The clock is ticking for families at Chatham Estates, a long‑standing mobile‑home park just outside downtown Cary, where residents say a six‑month vacancy notice issued in January has set a mid‑year deadline many simply cannot meet. Seniors and working households who pay about $400 a month for their lots are staring down replacement rents and moving costs that could run to three times that amount, and some expect to walk away from trailers they have called home for decades. Daily construction noise and a fresh crop of “we buy mobile homes” signs have turned what once felt like a distant worry into a near‑constant reminder that time is running out.
According to ABC11, residents received the January notice giving them six months to vacate and have been scrambling ever since to line up new housing. Ann and Steve Curlee, who said they have lived at Chatham Estates since 1988 and currently pay about $400 a month, told ABC11 they expect a comparable apartment to run around $1,200, a jump they say their budget simply cannot handle. Neighbor David Perez warned that if he cannot cover both moving and lot costs, he will “probably just lose the trailer.”

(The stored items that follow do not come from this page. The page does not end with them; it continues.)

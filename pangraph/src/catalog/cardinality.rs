// Copyright (c) 2024-2025 DeepGraph Inc.
// SPDX-License-Identifier: Apache-2.0
//
//! Cardinality estimation
//!
//! The enumerator treats the estimator as an opaque oracle behind a narrow
//! trait. The statistics-backed implementation caches node-ID domains
//! keyed by (table, transaction); independent planning calls share one
//! estimator instance, so the cache sits behind a lock.

use parking_lot::RwLock;
use std::collections::HashMap;

use crate::catalog::stats::GraphStatistics;
use crate::expr::Expression;
use crate::graph::{QueryGraph, QueryNode, QueryRel, TableId};
use crate::session::context::Transaction;

/// Narrow estimation oracle consumed by the plan constructors.
pub trait CardinalityEstimator {
    /// Warm the node-ID-domain cache for every node table the graph binds.
    fn init_node_id_dom(&self, graph: &QueryGraph, tx: &Transaction);

    /// Domain size of a node variable's internal ID: the number of
    /// distinct node IDs it may take.
    fn node_id_dom(&self, graph: &QueryGraph, node_variable: &str, tx: &Transaction) -> f64;

    fn estimate_scan_node(&self, node: &QueryNode, tx: &Transaction) -> f64;

    fn estimate_extend(&self, input_cardinality: f64, rel: &QueryRel, tx: &Transaction) -> f64;

    fn estimate_filter(&self, input_cardinality: f64, predicate: &Expression) -> f64;

    fn estimate_hash_join(
        &self,
        graph: &QueryGraph,
        join_node_ids: &[Expression],
        probe_cardinality: f64,
        build_cardinality: f64,
        tx: &Transaction,
    ) -> f64;

    fn estimate_intersect(
        &self,
        graph: &QueryGraph,
        intersect_node_id: &Expression,
        probe_cardinality: f64,
        build_cardinalities: &[f64],
        tx: &Transaction,
    ) -> f64;

    fn estimate_cross_product(&self, left_cardinality: f64, right_cardinality: f64) -> f64;
}

/// Selectivity assumed for predicates the estimator has no statistics for.
const DEFAULT_SELECTIVITY: f64 = 0.5;
/// Selectivity assumed for equality predicates.
const EQUALITY_SELECTIVITY: f64 = 0.1;
/// Selectivity assumed for range comparisons.
const COMPARISON_SELECTIVITY: f64 = 0.3;

/// Extracts the variable a node-internal-ID expression refers to.
fn internal_id_variable(expr: &Expression) -> Option<&str> {
    match expr {
        Expression::Property { variable, .. } => Some(variable),
        _ => None,
    }
}

/// Statistics-backed estimator shared across planning calls.
#[derive(Debug, Default)]
pub struct StatsEstimator {
    stats: GraphStatistics,
    /// (table, transaction) -> cached node-ID-domain size.
    node_id_dom_cache: RwLock<HashMap<(TableId, u64), f64>>,
}

impl StatsEstimator {
    pub fn new(stats: GraphStatistics) -> Self {
        Self {
            stats,
            node_id_dom_cache: RwLock::new(HashMap::new()),
        }
    }

    fn table_dom(&self, table: TableId, tx: &Transaction) -> f64 {
        let key = (table, tx.id());
        if let Some(dom) = self.node_id_dom_cache.read().get(&key) {
            return *dom;
        }
        let dom = self.stats.node_table_cardinality(table) as f64;
        self.node_id_dom_cache.write().insert(key, dom);
        dom
    }

    /// Average out-degree over the relationship's tables, relative to the
    /// whole node population.
    fn average_degree(&self, rel: &QueryRel) -> f64 {
        let rel_count: u64 = rel
            .table_ids()
            .iter()
            .map(|t| self.stats.rel_table_cardinality(*t))
            .sum();
        let node_count = self.stats.total_node_count().max(1);
        (rel_count as f64 / node_count as f64).max(1.0)
    }
}

impl CardinalityEstimator for StatsEstimator {
    fn init_node_id_dom(&self, graph: &QueryGraph, tx: &Transaction) {
        for node in graph.query_nodes() {
            for table in node.table_ids() {
                self.table_dom(*table, tx);
            }
        }
    }

    fn node_id_dom(&self, graph: &QueryGraph, node_variable: &str, tx: &Transaction) -> f64 {
        let Some(pos) = graph.query_node_idx(node_variable) else {
            return 1.0;
        };
        graph
            .query_node(pos)
            .table_ids()
            .iter()
            .map(|t| self.table_dom(*t, tx))
            .sum::<f64>()
            .max(1.0)
    }

    fn estimate_scan_node(&self, node: &QueryNode, tx: &Transaction) -> f64 {
        node.table_ids()
            .iter()
            .map(|t| self.table_dom(*t, tx))
            .sum::<f64>()
            .max(1.0)
    }

    fn estimate_extend(&self, input_cardinality: f64, rel: &QueryRel, tx: &Transaction) -> f64 {
        let _ = tx;
        input_cardinality * self.average_degree(rel)
    }

    fn estimate_filter(&self, input_cardinality: f64, predicate: &Expression) -> f64 {
        let selectivity = match predicate {
            Expression::Function { name, .. } if name == "EQUALS" => EQUALITY_SELECTIVITY,
            Expression::Function { name, .. }
                if matches!(
                    name.as_str(),
                    "LESS_THAN" | "LESS_THAN_EQUALS" | "GREATER_THAN" | "GREATER_THAN_EQUALS"
                ) =>
            {
                COMPARISON_SELECTIVITY
            }
            _ => DEFAULT_SELECTIVITY,
        };
        (input_cardinality * selectivity).max(1.0)
    }

    fn estimate_hash_join(
        &self,
        graph: &QueryGraph,
        join_node_ids: &[Expression],
        probe_cardinality: f64,
        build_cardinality: f64,
        tx: &Transaction,
    ) -> f64 {
        let mut dom_product = 1.0;
        for key in join_node_ids {
            if let Some(variable) = internal_id_variable(key) {
                dom_product *= self.node_id_dom(graph, variable, tx);
            }
        }
        (probe_cardinality * build_cardinality / dom_product.max(1.0)).max(1.0)
    }

    fn estimate_intersect(
        &self,
        graph: &QueryGraph,
        intersect_node_id: &Expression,
        probe_cardinality: f64,
        build_cardinalities: &[f64],
        tx: &Transaction,
    ) -> f64 {
        let min_build = build_cardinalities
            .iter()
            .copied()
            .fold(f64::INFINITY, f64::min);
        let dom = internal_id_variable(intersect_node_id)
            .map(|variable| self.node_id_dom(graph, variable, tx))
            .unwrap_or(1.0);
        (probe_cardinality * min_build / dom.max(1.0)).max(1.0)
    }

    fn estimate_cross_product(&self, left_cardinality: f64, right_cardinality: f64) -> f64 {
        (left_cardinality * right_cardinality).max(1.0)
    }
}

#[cfg(test)]
mod tests {
    use super::*;
    use crate::graph::{QueryRelType, RelDirection};

    fn estimator() -> StatsEstimator {
        let mut stats = GraphStatistics::new();
        stats.set_node_table_cardinality(0, 1000);
        stats.set_rel_table_cardinality(100, 5000);
        StatsEstimator::new(stats)
    }

    fn graph() -> QueryGraph {
        let mut graph = QueryGraph::new();
        graph.add_query_node(QueryNode::new("a", vec![0]));
        graph.add_query_node(QueryNode::new("b", vec![0]));
        graph.add_query_rel(QueryRel::new(
            "e",
            "a",
            "b",
            RelDirection::Fwd,
            QueryRelType::NonRecursive,
            vec![100],
        ));
        graph
    }

    #[test]
    fn test_node_id_dom_is_table_cardinality() {
        let estimator = estimator();
        let graph = graph();
        let tx = Transaction::new(1);
        estimator.init_node_id_dom(&graph, &tx);
        assert_eq!(estimator.node_id_dom(&graph, "a", &tx), 1000.0);
    }

    #[test]
    fn test_dom_cache_keyed_by_transaction() {
        let estimator = estimator();
        let graph = graph();
        estimator.init_node_id_dom(&graph, &Transaction::new(1));
        estimator.init_node_id_dom(&graph, &Transaction::new(2));
        assert_eq!(estimator.node_id_dom_cache.read().len(), 2);
    }

    #[test]
    fn test_hash_join_divides_by_key_domain() {
        let estimator = estimator();
        let graph = graph();
        let tx = Transaction::new(1);
        let card = estimator.estimate_hash_join(
            &graph,
            &[Expression::internal_id("a")],
            2000.0,
            1000.0,
            &tx,
        );
        assert_eq!(card, 2000.0);
    }

    #[test]
    fn test_extend_scales_by_degree() {
        let estimator = estimator();
        let graph = graph();
        let tx = Transaction::new(1);
        let rel = graph.query_rel(0).clone();
        assert_eq!(estimator.estimate_extend(100.0, &rel, &tx), 500.0);
    }
}
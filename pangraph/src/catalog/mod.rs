// Copyright (c) 2024-2025 DeepGraph Inc.
// SPDX-License-Identifier: Apache-2.0
//
//! Catalog-facing interfaces the planner consumes

pub mod cardinality;
pub mod stats;

pub use cardinality::{CardinalityEstimator, StatsEstimator};
pub use stats::GraphStatistics;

Town and nonprofits mobilize limited relocation aid
The town has carved out a pot of money to soften the blow, with Cary pledging $800,000 in seed funding for relocation assistance that will be managed by local nonprofits as residents prepare to move. That effort is part of the town’s broader displacement response, and officials say NeighborUp (formerly Dorcas Ministries) and partner groups will handle casework and direct reimbursements for eligible households. Counselors have been going door to door inside the park, walking families through applications and paperwork as the deadline draws closer.
Developer plans and residents demand Toll Brothers help
A pre‑application and development plan filed in March 2025 lays out a by‑right proposal for roughly 330 multifamily units and 97 townhomes on the Chatham Estates parcel, according to coverage by The Line. Town staff say the project has been moving through a multi‑stage review, with a sale expected to close in mid‑2026.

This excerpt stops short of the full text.